What needs to be done – Where the records below show the word "display" in a line, please copy that line.

Material for the task –
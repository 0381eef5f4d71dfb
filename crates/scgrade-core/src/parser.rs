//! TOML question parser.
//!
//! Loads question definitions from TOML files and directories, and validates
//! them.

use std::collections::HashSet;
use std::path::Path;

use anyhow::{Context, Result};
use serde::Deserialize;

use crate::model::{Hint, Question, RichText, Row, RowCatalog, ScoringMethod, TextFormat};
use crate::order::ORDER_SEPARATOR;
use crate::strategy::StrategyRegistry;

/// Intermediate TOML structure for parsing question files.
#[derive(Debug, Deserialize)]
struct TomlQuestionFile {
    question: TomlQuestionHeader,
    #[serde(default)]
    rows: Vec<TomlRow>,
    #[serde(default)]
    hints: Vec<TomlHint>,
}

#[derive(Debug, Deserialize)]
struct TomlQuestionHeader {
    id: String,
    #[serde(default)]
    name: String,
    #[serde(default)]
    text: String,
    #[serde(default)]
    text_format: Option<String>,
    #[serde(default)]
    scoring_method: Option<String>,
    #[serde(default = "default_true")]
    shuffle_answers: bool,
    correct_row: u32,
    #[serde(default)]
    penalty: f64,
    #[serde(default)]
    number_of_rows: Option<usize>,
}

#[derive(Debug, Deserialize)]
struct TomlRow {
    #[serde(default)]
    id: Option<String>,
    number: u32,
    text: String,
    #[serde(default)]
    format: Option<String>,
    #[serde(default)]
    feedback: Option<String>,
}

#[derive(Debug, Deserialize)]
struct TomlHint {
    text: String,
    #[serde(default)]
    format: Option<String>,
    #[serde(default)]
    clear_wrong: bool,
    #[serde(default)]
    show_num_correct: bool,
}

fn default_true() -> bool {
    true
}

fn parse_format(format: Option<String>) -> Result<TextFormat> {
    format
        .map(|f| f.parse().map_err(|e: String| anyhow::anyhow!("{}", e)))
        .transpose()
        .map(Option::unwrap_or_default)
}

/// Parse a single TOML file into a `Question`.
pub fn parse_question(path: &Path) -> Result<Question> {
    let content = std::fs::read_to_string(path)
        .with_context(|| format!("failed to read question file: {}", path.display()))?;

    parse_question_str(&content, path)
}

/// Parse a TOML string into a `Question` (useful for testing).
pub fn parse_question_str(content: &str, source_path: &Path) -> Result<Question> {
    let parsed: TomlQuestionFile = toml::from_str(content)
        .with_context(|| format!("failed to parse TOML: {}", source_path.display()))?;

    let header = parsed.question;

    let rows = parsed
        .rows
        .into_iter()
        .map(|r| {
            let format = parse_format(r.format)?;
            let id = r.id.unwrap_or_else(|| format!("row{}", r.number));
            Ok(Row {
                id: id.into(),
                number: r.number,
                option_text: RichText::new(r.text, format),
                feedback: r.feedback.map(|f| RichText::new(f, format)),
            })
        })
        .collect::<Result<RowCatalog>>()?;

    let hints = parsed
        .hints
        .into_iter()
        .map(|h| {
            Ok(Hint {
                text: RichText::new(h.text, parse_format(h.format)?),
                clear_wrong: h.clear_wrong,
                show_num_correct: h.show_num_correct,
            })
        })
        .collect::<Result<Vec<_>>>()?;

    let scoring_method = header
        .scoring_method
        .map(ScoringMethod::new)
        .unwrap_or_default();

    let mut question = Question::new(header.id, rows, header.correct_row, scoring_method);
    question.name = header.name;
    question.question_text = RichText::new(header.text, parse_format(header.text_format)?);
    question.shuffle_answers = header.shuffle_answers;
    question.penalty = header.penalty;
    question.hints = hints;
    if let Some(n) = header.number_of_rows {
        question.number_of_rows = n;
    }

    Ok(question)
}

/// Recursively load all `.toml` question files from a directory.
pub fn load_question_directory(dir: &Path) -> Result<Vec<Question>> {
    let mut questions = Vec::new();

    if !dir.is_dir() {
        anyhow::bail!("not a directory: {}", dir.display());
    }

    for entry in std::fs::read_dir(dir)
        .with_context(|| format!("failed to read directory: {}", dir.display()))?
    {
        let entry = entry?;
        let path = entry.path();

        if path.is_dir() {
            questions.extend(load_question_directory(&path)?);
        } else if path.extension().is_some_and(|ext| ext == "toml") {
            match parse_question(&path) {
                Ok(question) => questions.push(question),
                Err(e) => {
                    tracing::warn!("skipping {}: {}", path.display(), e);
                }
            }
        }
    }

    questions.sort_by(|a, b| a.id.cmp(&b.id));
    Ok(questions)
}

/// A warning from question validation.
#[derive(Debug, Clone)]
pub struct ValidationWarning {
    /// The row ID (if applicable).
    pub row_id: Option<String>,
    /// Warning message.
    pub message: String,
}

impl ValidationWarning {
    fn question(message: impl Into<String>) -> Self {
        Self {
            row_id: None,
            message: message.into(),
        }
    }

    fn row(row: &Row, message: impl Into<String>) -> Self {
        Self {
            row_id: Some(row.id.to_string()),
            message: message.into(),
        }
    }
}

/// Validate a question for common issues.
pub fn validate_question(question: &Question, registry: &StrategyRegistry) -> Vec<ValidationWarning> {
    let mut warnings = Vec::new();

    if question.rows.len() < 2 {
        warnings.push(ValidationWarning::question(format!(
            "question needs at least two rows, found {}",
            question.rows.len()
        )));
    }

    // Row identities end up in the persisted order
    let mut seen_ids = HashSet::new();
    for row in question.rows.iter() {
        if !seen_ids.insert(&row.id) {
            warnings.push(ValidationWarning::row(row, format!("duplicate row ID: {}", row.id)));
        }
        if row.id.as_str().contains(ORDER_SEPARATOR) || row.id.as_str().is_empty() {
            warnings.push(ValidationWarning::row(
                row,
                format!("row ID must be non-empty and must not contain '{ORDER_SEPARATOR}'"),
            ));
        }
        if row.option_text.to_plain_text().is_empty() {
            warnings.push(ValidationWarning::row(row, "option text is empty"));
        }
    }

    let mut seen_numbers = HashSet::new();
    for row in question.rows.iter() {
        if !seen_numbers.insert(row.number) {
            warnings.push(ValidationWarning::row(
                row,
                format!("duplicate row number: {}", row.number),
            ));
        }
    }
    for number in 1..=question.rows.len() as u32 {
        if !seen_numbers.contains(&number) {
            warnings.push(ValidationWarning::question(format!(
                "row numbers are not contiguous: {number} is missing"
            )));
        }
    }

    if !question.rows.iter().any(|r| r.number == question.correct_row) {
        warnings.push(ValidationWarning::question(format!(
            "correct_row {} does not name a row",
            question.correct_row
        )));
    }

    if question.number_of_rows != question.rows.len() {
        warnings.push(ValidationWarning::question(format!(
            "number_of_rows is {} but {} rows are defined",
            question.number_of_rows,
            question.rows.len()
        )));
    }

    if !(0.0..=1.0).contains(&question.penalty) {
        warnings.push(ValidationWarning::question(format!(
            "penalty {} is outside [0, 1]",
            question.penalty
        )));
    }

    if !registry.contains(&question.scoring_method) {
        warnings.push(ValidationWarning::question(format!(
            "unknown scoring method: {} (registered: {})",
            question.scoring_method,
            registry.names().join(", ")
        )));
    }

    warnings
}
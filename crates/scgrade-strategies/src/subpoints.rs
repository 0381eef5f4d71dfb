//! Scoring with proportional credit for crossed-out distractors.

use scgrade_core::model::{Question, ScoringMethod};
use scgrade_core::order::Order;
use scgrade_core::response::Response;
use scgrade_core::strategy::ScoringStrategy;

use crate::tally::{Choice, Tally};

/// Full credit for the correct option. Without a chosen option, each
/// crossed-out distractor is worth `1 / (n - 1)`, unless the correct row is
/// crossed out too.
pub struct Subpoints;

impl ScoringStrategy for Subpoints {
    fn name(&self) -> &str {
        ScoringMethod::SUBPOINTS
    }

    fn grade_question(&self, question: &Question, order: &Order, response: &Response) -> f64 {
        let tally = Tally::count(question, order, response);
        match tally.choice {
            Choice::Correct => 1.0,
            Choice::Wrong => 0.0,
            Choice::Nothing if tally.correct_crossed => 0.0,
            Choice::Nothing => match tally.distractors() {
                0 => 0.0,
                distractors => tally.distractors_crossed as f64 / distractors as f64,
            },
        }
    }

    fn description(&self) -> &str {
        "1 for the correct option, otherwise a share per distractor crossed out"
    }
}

Response to the task –
        .with_context(|| format!("failed to read question file: {}", path.display()))?;
        .with_context(|| format!("failed to parse TOML: {}", source_path.display()))?;
        anyhow::bail!("not a directory: {}", dir.display());
        .with_context(|| format!("failed to read directory: {}", dir.display()))?
                    tracing::warn!("skipping {}: {}", path.display(), e);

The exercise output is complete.